There was still more music. The summer of 1979 was the summer of Supertramp and their album "Breakfast In America". It included hits like "The Logical Song" and "Good-bye Stranger". I had joined the YMCA downtown and these songs always remind me of weight lifting.

Other songs that I liked were "Highway Song" by Blackfoot

"My Sharona" by The Knack

"Does Your Mother Know?" by ABBA

"Rebel, Rebel" by David Bowie

"Suspicions" by Eddie Rabbit was always on the radio

The Charlie Daniels Band sang "The Devil Went Down To Georgia". The following year the band would have another hit with "The Legend Of Wooley Swamp". And later, "Still In Saigon", a song about a Vietnam War veteran.

There was "Hot Stuff" by Donna Summer

This was still the era of disco and Chic did a song called "Good Times".

In the autumn of 1979, I began a job at a restaurant in the Summit Park Mall called York Steak House. It was next to Jenss, where I had worked the year before. It was the first restaurant that I had worked in and I was not accustomed to the work at that time.

On November 4, 1979, news arrived that was unexpected to most people. A mob of Iranian students had overrun and seized the American embassy in Tehran and had taken the staff as hostages. They accused the embassy staff of spying and began referring to America as "The Great Satan". Mobs chanting "Death To America" and American flags burning became a staple of the evening news.

The embassy had been seized when the former Shah of Iran had arrived in New York City for cancer treatment.

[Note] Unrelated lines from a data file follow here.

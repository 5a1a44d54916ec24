//! Attribution Engine
//!
//! Computes one additive contribution per (sample, feature) pair by walking
//! each sample's decision paths: every split credits the shift in expected
//! output to the feature that decided it, so a row's contributions plus the
//! ensemble baseline reproduce the raw score exactly.
//!
//! Per-class models yield a samples x features x classes result; the engine
//! keeps only the positive-class slice. Additivity validation is off by
//! default: large ensembles accumulate float error and a failed check would
//! reject an otherwise usable batch.

use ndarray::{Array2, Array3, Axis};

use crate::logic::features::AlignedMatrix;
use crate::logic::model::ModelArtifact;

use super::types::AttributionMatrix;

// ============================================================================
// CONFIG
// ============================================================================

/// Attribution behavior knobs
#[derive(Debug, Clone, Copy)]
pub struct AttributionConfig {
    /// Class slice to keep when the model produces per-class attributions.
    /// The risk class: class 1 in the shipped binary setting.
    pub positive_class: usize,
    /// Whether to verify row sums against raw scores
    pub check_additivity: bool,
    /// Relative tolerance for the additivity check
    pub additivity_tolerance: f64,
}

impl Default for AttributionConfig {
    fn default() -> Self {
        Self {
            positive_class: 1,
            check_additivity: false,
            additivity_tolerance: 1e-3,
        }
    }
}

// ============================================================================
// ERRORS
// ============================================================================

/// Attribution failures abort the whole batch; no partial results
#[derive(Debug, Clone)]
pub enum AttributionError {
    /// The aligned matrix holds a NaN or infinity
    NonFiniteInput { row: usize, feature: String },
    /// Matrix width disagrees with the model's feature count
    FeatureCountMismatch { matrix: usize, model: usize },
    /// Configured positive class not produced by this model
    ClassOutOfRange { class: usize, n_outputs: usize },
    /// Row sum drifted from the raw score beyond tolerance
    AdditivityViolation { row: usize, error: f64 },
}

impl std::fmt::Display for AttributionError {
    fn fmt(&self, f: &mut std::fmt::Formatter<'_>) -> std::fmt::Result {
        match self {
            AttributionError::NonFiniteInput { row, feature } => {
                write!(f, "Non-finite input at row {}, feature '{}'", row, feature)
            }
            AttributionError::FeatureCountMismatch { matrix, model } => {
                write!(
                    f,
                    "Aligned matrix has {} features, model expects {}",
                    matrix, model
                )
            }
            AttributionError::ClassOutOfRange { class, n_outputs } => {
                write!(
                    f,
                    "Positive class {} out of range for {} model outputs",
                    class, n_outputs
                )
            }
            AttributionError::AdditivityViolation { row, error } => {
                write!(
                    f,
                    "Attribution row {} misses its raw score by {:e}",
                    row, error
                )
            }
        }
    }
}

impl std::error::Error for AttributionError {}

// ============================================================================
// ENGINE
// ============================================================================

/// Wraps a loaded model for batch attribution
pub struct AttributionEngine<'a> {
    model: &'a ModelArtifact,
    config: AttributionConfig,
}

impl<'a> AttributionEngine<'a> {
    pub fn new(model: &'a ModelArtifact) -> Self {
        Self {
            model,
            config: AttributionConfig::default(),
        }
    }

    pub fn with_config(model: &'a ModelArtifact, config: AttributionConfig) -> Self {
        Self { model, config }
    }

    pub fn config(&self) -> &AttributionConfig {
        &self.config
    }

    /// Attribute every sample in the batch
    pub fn explain(&self, aligned: &AlignedMatrix) -> Result<AttributionMatrix, AttributionError> {
        self.validate_input(aligned)?;

        let raw = self.raw_contributions(aligned);
        let (slice, output) = self.select_output(raw)?;
        let baseline = self.baseline(output);

        if self.config.check_additivity {
            self.verify_additivity(aligned, &slice, baseline, output)?;
        }

        Ok(AttributionMatrix {
            values: slice,
            baseline,
            feature_names: aligned.feature_names.clone(),
        })
    }

    /// Expected raw score of one output with no feature information
    pub fn baseline(&self, output: usize) -> f64 {
        self.model.base_scores[output]
            + self.model.forests[output]
                .iter()
                .map(|t| t.root_value())
                .sum::<f64>()
    }

    fn validate_input(&self, aligned: &AlignedMatrix) -> Result<(), AttributionError> {
        if aligned.n_features() != self.model.n_features() {
            return Err(AttributionError::FeatureCountMismatch {
                matrix: aligned.n_features(),
                model: self.model.n_features(),
            });
        }
        for (i, row) in aligned.matrix.outer_iter().enumerate() {
            for (j, v) in row.iter().enumerate() {
                if !v.is_finite() {
                    return Err(AttributionError::NonFiniteInput {
                        row: i,
                        feature: aligned.feature_names[j].clone(),
                    });
                }
            }
        }
        Ok(())
    }

    /// samples x features x outputs path contributions
    fn raw_contributions(&self, aligned: &AlignedMatrix) -> Array3<f64> {
        let n_samples = aligned.n_samples();
        let n_features = aligned.n_features();
        let n_outputs = self.model.n_outputs();

        let mut raw = Array3::zeros((n_samples, n_features, n_outputs));
        let mut scratch = vec![0.0; n_features];

        for (i, row) in aligned.matrix.outer_iter().enumerate() {
            for (k, forest) in self.model.forests.iter().enumerate() {
                scratch.fill(0.0);
                for tree in forest {
                    tree.path_contributions(row, &mut scratch);
                }
                for (j, &c) in scratch.iter().enumerate() {
                    raw[[i, j, k]] = c;
                }
            }
        }
        raw
    }

    /// Reduce the 3-D result to the 2-D matrix downstream consumers use
    fn select_output(&self, raw: Array3<f64>) -> Result<(Array2<f64>, usize), AttributionError> {
        let n_outputs = raw.len_of(Axis(2));
        if n_outputs == 1 {
            // Binary margin models are already positive-class oriented
            return Ok((raw.index_axis(Axis(2), 0).to_owned(), 0));
        }
        let class = self.config.positive_class;
        if class >= n_outputs {
            return Err(AttributionError::ClassOutOfRange { class, n_outputs });
        }
        Ok((raw.index_axis(Axis(2), class).to_owned(), class))
    }

    fn verify_additivity(
        &self,
        aligned: &AlignedMatrix,
        values: &Array2<f64>,
        baseline: f64,
        output: usize,
    ) -> Result<(), AttributionError> {
        let margins = self.model.predict_margins(&aligned.matrix);
        for i in 0..values.nrows() {
            let reconstructed = baseline + values.row(i).sum();
            let margin = margins[[i, output]];
            let error = (reconstructed - margin).abs();
            let scale = margin.abs().max(1.0);
            if error > self.config.additivity_tolerance * scale {
                return Err(AttributionError::AdditivityViolation { row: i, error });
            }
        }
        Ok(())
    }
}

// ============================================================================
// TESTS
// ============================================================================

#[cfg(test)]
mod tests {
    use super::*;
    use crate::logic::model::tree::stump;
    use ndarray::array;

    fn binary_model() -> ModelArtifact {
        ModelArtifact {
            model_type: "gradient_boosting".to_string(),
            n_classes: 2,
            base_scores: vec![-0.5],
            feature_names: Some(vec!["hours".to_string(), "pending".to_string()]),
            forests: vec![vec![
                stump(0, 5.0, 1.2, -0.8, 0.4),
                stump(1, 1.5, -0.4, 0.9, 0.7),
            ]],
        }
    }

    fn per_class_model() -> ModelArtifact {
        ModelArtifact {
            model_type: "random_forest".to_string(),
            n_classes: 2,
            base_scores: vec![0.0, 0.0],
            feature_names: Some(vec!["hours".to_string()]),
            forests: vec![
                vec![stump(0, 5.0, -1.0, 1.0, 0.5)],
                vec![stump(0, 5.0, 1.0, -1.0, 0.5)],
            ],
        }
    }

    fn aligned(matrix: ndarray::Array2<f64>, names: &[&str]) -> AlignedMatrix {
        AlignedMatrix {
            matrix,
            feature_names: names.iter().map(|s| s.to_string()).collect(),
        }
    }

    #[test]
    fn test_additivity_exact() {
        let model = binary_model();
        let engine = AttributionEngine::new(&model);
        let x = aligned(array![[2.0, 1.0], [8.0, 3.0], [5.0, 1.5]], &["hours", "pending"]);

        let attributions = engine.explain(&x).unwrap();
        let margins = model.predict_margins(&x.matrix);

        for i in 0..x.n_samples() {
            let reconstructed = attributions.baseline + attributions.values.row(i).sum();
            assert!((reconstructed - margins[[i, 0]]).abs() < 1e-9);
        }
    }

    #[test]
    fn test_additivity_check_passes_when_enabled() {
        let model = binary_model();
        let config = AttributionConfig {
            check_additivity: true,
            ..Default::default()
        };
        let engine = AttributionEngine::with_config(&model, config);
        let x = aligned(array![[2.0, 1.0], [8.0, 3.0]], &["hours", "pending"]);

        assert!(engine.explain(&x).is_ok());
    }

    #[test]
    fn test_positive_class_slice() {
        let model = per_class_model();
        let engine = AttributionEngine::new(&model);
        // hours = 8 takes the right branch: class-1 forest outputs -1,
        // class-0 forest outputs +1. The kept slice must be class 1.
        let x = aligned(array![[8.0]], &["hours"]);

        let attributions = engine.explain(&x).unwrap();
        assert!((attributions.values[[0, 0]] - (-1.0)).abs() < 1e-12);
    }

    #[test]
    fn test_positive_class_configurable() {
        let model = per_class_model();
        let default_engine = AttributionEngine::new(&model);
        let flipped = AttributionEngine::with_config(
            &model,
            AttributionConfig {
                positive_class: 0,
                ..Default::default()
            },
        );
        let x = aligned(array![[8.0]], &["hours"]);

        let class1 = default_engine.explain(&x).unwrap();
        let class0 = flipped.explain(&x).unwrap();
        // The two class forests mirror each other
        assert!((class1.values[[0, 0]] + class0.values[[0, 0]]).abs() < 1e-12);
    }

    #[test]
    fn test_class_out_of_range() {
        let model = per_class_model();
        let engine = AttributionEngine::with_config(
            &model,
            AttributionConfig {
                positive_class: 5,
                ..Default::default()
            },
        );
        let x = aligned(array![[8.0]], &["hours"]);

        assert!(matches!(
            engine.explain(&x),
            Err(AttributionError::ClassOutOfRange { class: 5, n_outputs: 2 })
        ));
    }

    #[test]
    fn test_nan_fails_whole_batch() {
        let model = binary_model();
        let engine = AttributionEngine::new(&model);
        let x = aligned(array![[2.0, 1.0], [f64::NAN, 3.0]], &["hours", "pending"]);

        match engine.explain(&x) {
            Err(AttributionError::NonFiniteInput { row, feature }) => {
                assert_eq!(row, 1);
                assert_eq!(feature, "hours");
            }
            other => panic!("expected NonFiniteInput, got {other:?}"),
        }
    }

    #[test]
    fn test_feature_count_mismatch() {
        let model = binary_model();
        let engine = AttributionEngine::new(&model);
        let x = aligned(array![[2.0]], &["hours"]);

        assert!(matches!(
            engine.explain(&x),
            Err(AttributionError::FeatureCountMismatch { matrix: 1, model: 2 })
        ));
    }

    #[test]
    fn test_empty_batch() {
        let model = binary_model();
        let engine = AttributionEngine::new(&model);
        let x = aligned(ndarray::Array2::zeros((0, 2)), &["hours", "pending"]);

        let attributions = engine.explain(&x).unwrap();
        assert_eq!(attributions.n_samples(), 0);
        assert_eq!(attributions.n_features(), 2);
    }
}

The militants wanted the Shah back to stand trial in Iran for abuses during his rule and stated that the hostages would be released when he was returned. It would drag on for 444 days and the Shah would die in exile long before it was over.

Around the same time that this was going on, the Sacred Mosque in Mecca was also seized by militants. This apparently had no connection to events in Iran at all. This event seems to have been largely forgotten today, but it went on for two weeks with many people held in the mosque against their will.

As always, there was more music. The autumn of 1979 had "Since You Been Gone" by Rainbow

"Are Friends Electric?" by Gary Numan

"Dream Police" by Cheap Trick

"The Pina Colada Song" By Rupert Holmes (also known as "Escape") was always on the radio

"Message In A Bottle" By The Police

"Rust Never Sleeps" by Neil Young

I also often listened to that old Sixties song "The Cheater" by Bob Kuban And The In-Men.

Just as the decade was about to end, some news arrived. This news set off a chain of events in the world that has not finished yet. On Christmas Eve, classes had finished at the college but it was open for a little bit of extra time to allow students to finish up assignments. I was in an art class. There was a radio playing.

Suddenly, the music was interrupted with a special announcement. The Soviet Union had launched an unexpected invasion of Afghanistan.